Data to examine.
Content starts

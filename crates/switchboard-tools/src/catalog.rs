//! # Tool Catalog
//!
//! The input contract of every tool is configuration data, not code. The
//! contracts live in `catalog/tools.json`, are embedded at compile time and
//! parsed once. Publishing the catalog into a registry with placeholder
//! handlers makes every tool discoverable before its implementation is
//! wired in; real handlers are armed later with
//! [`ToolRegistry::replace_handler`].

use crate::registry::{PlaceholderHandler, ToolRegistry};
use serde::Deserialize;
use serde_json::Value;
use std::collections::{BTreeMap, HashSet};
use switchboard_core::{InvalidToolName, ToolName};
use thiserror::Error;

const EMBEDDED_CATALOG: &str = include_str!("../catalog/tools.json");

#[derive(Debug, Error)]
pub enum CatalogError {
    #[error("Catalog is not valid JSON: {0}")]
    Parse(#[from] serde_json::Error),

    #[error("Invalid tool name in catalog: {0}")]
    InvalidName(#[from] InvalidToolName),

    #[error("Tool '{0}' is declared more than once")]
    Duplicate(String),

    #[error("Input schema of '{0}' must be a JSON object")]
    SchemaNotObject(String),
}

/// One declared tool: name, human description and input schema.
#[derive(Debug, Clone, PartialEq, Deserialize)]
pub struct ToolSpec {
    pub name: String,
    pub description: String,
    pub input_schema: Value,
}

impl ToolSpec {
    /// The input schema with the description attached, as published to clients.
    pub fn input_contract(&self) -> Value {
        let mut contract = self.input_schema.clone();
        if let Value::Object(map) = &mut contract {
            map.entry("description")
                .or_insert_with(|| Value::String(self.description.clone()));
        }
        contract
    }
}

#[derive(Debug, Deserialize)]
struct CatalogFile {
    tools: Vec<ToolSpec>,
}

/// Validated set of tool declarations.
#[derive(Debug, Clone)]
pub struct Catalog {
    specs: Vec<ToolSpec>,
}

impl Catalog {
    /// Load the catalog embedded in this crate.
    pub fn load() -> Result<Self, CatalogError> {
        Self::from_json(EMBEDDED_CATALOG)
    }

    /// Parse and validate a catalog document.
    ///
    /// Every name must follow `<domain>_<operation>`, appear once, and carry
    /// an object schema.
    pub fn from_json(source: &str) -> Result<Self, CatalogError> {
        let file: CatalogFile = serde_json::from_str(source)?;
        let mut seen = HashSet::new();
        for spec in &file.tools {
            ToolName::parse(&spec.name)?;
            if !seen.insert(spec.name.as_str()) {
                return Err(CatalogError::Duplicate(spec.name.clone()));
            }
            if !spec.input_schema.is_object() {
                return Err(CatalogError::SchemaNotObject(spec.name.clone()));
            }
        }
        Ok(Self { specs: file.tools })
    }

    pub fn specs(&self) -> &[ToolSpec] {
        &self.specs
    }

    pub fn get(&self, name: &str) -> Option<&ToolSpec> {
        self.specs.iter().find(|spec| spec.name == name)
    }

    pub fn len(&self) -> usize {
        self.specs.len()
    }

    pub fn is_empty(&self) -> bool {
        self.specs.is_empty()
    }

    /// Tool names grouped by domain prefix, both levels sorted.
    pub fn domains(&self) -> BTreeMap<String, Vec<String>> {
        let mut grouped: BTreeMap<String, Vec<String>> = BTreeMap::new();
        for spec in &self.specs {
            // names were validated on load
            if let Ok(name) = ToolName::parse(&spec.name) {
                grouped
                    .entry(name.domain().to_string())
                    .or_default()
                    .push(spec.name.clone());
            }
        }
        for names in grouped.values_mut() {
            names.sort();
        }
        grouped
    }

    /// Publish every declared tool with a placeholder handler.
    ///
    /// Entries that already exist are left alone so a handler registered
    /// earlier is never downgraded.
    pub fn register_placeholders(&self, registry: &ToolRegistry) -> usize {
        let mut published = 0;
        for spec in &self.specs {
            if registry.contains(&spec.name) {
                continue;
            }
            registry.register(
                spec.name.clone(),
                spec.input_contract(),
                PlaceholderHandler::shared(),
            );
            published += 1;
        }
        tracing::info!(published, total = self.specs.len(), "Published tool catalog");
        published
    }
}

Content ends

Only a number belongs in the answer: the number of lines in the preceding data that hold "struct".

Response box. 3